Printemps-Été 2008
ISSN : 1280-1496
Télécharger la Lettre RDJ n°29
SOMMAIRE
Éditorial > Les juristes et la société par Yann Aguila
Libre propos > La Cour européenne des droits de l’homme et la doctrine par Jean-Paul Costa
Recherches > Contractualisation de la production normative ; Juge des enfants ; Famille et délinquance des jeunes ; Parquet français et prokuratura ; Droit de l’environnement ; Argumentation en droit du travail ; Mesures alternatives de règlement des conflits
Équipe > Le Centre de sociologie de droit (Paris II)
Dossier > Le contrat aujourd’hui (F. Tiberghien, C. Jamin, D. Mazeaud, S. Chassagnard et D. Hiez)
Notes de lecture
Thèse > L’évolution de l’architecture judiciaire
Actualité
ÉDITORIAL
Les juristes et la société par Yann Aguila
Conseiller d’État,
Directeur de la Mission
Doit-on prononcer la nullité d’un mariage, dans la France de 2008, pour défaut de virginité de la femme ? Faut-il condamner pénalement un médecin au motif qu’il a accompagné une personne qui souhaitait mourir dans la dignité ? En cas de pollution, qui doit réparer le dommage écologique ?
Plusieurs affaires récentes l’ont montré : toute question de droit est une question de société.
De cette observation découle une idée simple : les débats de société font partie intégrante du discours juridique. Mais avons-nous suffisamment pris en compte cette donnée dans notre conception de la mission des juristes ou de l’enseignement du droit ?

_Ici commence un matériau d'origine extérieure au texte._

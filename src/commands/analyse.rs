//! Analyse command implementation.
//!
//! The analyse command:
//! 1. Reads and categorizes the heap profile
//! 2. Builds the data tree and applies visibility filters
//! 3. Ranks allocations and computes heat colors
//! 4. Generates a flamegraph of the visible frames
//! 5. Writes output files

use super::models::AnalyseArgs;
use crate::aggregator::{
    build_collapsed_stacks, calculate_allocation_distribution, calculate_hot_frames,
};
use crate::analysis::analyse;
use crate::flamegraph::{generate_flamegraph, generate_text_summary};
use crate::model::DataTree;
use crate::output::{write_report, write_svg, AnalysisReport};
use crate::utils::config::{load_filter_preset, FilterPreset};
use anyhow::{Context, Result};
use log::{debug, info, warn};
use std::time::Instant;

/// Execute the analyse command
///
/// **Public** - main entry point called from main.rs
///
/// # Errors
/// * Unreadable or malformed profile
/// * Invalid filter preset
/// * File write errors
pub fn execute_analyse(args: AnalyseArgs) -> Result<()> {
    let start_time = Instant::now();

    info!("Starting analysis of: {}", args.input.display());

    // Step 1: Categorize the profile
    info!("Step 1/5: Categorizing frames...");
    let envelope = analyse(&args.input)
        .with_context(|| format!("Failed to analyse {}", args.input.display()))?;

    // Step 2: Build the data tree and apply filters
    info!("Step 2/5: Applying visibility filters...");
    let mut model = DataTree::new(envelope);
    let preset = match &args.filter_config {
        Some(path) => load_filter_preset(path)
            .with_context(|| format!("Failed to load filter preset {}", path.display()))?,
        None => FilterPreset::default(),
    }
    .with_overrides(&args.show, &args.hide);

    let changed = model.apply_preset(&preset);
    debug!(
        "{} visibility changes applied, hidden: {:?}",
        changed,
        model.exclusions().keys()
    );

    // Step 3: Rank allocations
    info!("Step 3/5: Ranking allocations...");
    model.update();
    let distribution = calculate_allocation_distribution(&model)?;
    info!("Allocation distribution: {}", distribution.summary());

    let hot_frames = calculate_hot_frames(&model, args.top_frames)?;
    for frame in hot_frames.iter().take(3) {
        debug!(
            "  {}. {} B ({:.1}%): {}",
            frame.rank, frame.self_value, frame.percentage, frame.name
        );
    }

    // Step 4: Generate flamegraph (if requested)
    let svg_content = if args.output_svg.is_some() {
        info!("Step 4/5: Generating flamegraph...");
        let stacks = build_collapsed_stacks(&model);
        if stacks.is_empty() {
            warn!("No visible allocations; skipping flamegraph");
            None
        } else {
            Some(
                generate_flamegraph(&stacks, args.flamegraph_config.as_ref())
                    .context("Failed to generate flamegraph")?,
            )
        }
    } else {
        info!("Step 4/5: Skipping flamegraph generation (not requested)");
        None
    };

    // Step 5: Write output files
    info!("Step 5/5: Writing output files...");
    let report = AnalysisReport::new(
        &model,
        chrono::Utc::now().to_rfc3339(),
        distribution,
        hot_frames,
    );
    write_report(&report, &args.output_json).context("Failed to write JSON report")?;

    if let (Some(svg), Some(svg_path)) = (svg_content, &args.output_svg) {
        write_svg(&svg, svg_path).context("Failed to write SVG flamegraph")?;
    }

    if args.print_summary {
        println!("\n{}\n", generate_text_summary(&report.hot_frames, args.top_frames));
    }

    info!(
        "Analysis complete in {:.2}s",
        start_time.elapsed().as_secs_f64()
    );

    Ok(())
}

/// Validate analyse arguments before execution
///
/// **Public** - can be called before execute_analyse for early validation
pub fn validate_args(args: &AnalyseArgs) -> Result<()> {
    if !args.input.exists() {
        anyhow::bail!("Input profile does not exist: {}", args.input.display());
    }

    if args.top_frames == 0 {
        anyhow::bail!("top_frames must be greater than 0");
    }

    if let Some(config) = &args.flamegraph_config {
        if config.width < 100 {
            anyhow::bail!("Flamegraph width must be at least 100 pixels");
        }
    }

    Ok(())
}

Le travail du juriste ne se limite pas à une activité de pure connaissance du droit et à une application automatique de la règle. Il inclut des prises de position sur les problèmes de notre temps. C’est ce qui en fait d’ailleurs tout l’intérêt.
Prenons l’exemple de la première question posée. La règle est connue : l’article 180 du code civil permet de demander la nullité d’un mariage « s’il y a eu erreur… sur des qualités essentielles de la personne… » La difficulté réside ailleurs, dans l’opération de qualification juridique : la virginité constitue-t-elle une « qualité essentielle » ?
Le droit dans le débat public
Quelle que soit la réponse, la solution n’est en rien mécanique : elle est à construire, à inventer, dans le cadre d’une argumentation qui mêle inévitablement des éléments de droit et des considérations d’ordre philosophique, politique ou moral.
Le raisonnement juridique doit nécessairement tenir compte de la fonction sociale du droit.
Dès lors, ne nous trompons pas sur la mission du juge : elle est éminemment politique. Son activité ne consiste pas à recopier mécaniquement des précédents – faute de quoi un ordinateur ferait aussi bien l’affaire. Le jugement n’est pas un pur acte de connaissance – pas davantage que la loi n’est un pur acte de puissance. Il est, pour paraphraser Portalis, un acte « de justice, de sagesse et de raison ».
Quant à l’étudiant en droit, nous lui proposerions volontiers, sous forme de clin d’œil, l’épreuve suivante : « Voici trois mots : princesse, crapaud, trésor. A partir de cette liste, inventez une histoire… ». Ce petit exercice, donné à un enfant de huit ans à l’école, pourrait illustrer les qualités attendues du juriste… Il ne s’agit pas d’apprendre par cœur et de restituer des dispositions légales. Il s’agit de bâtir une thèse, déceler des contradictions, éprouver la validité d’un argument, remettre en cause la pertinence d’une interprétation… Le droit est d’abord affaire de réflexion, et non de mémoire.
Pourtant, ne nous trompons pas sur la nature du savoir à transmettre aux étudiants. Il porte moins sur le contenu de la règle de droit – par essence changeante et provisoire – que sur une méthode.
Ainsi, le droit a toute sa place dans le débat public. C’est ce constat qui est à l’origine de la création récente du Club des juristes [1] . Il est également au cœur des recherches conduites par le Laboratoire de sociologie juridique de l’Université Paris 2, créé en 1968 par le doyen Carbonnier, aujourd’hui dirigé par Nicolas Molfessis, et dont la Mission est heureuse de présenter les activités dans cette lettre.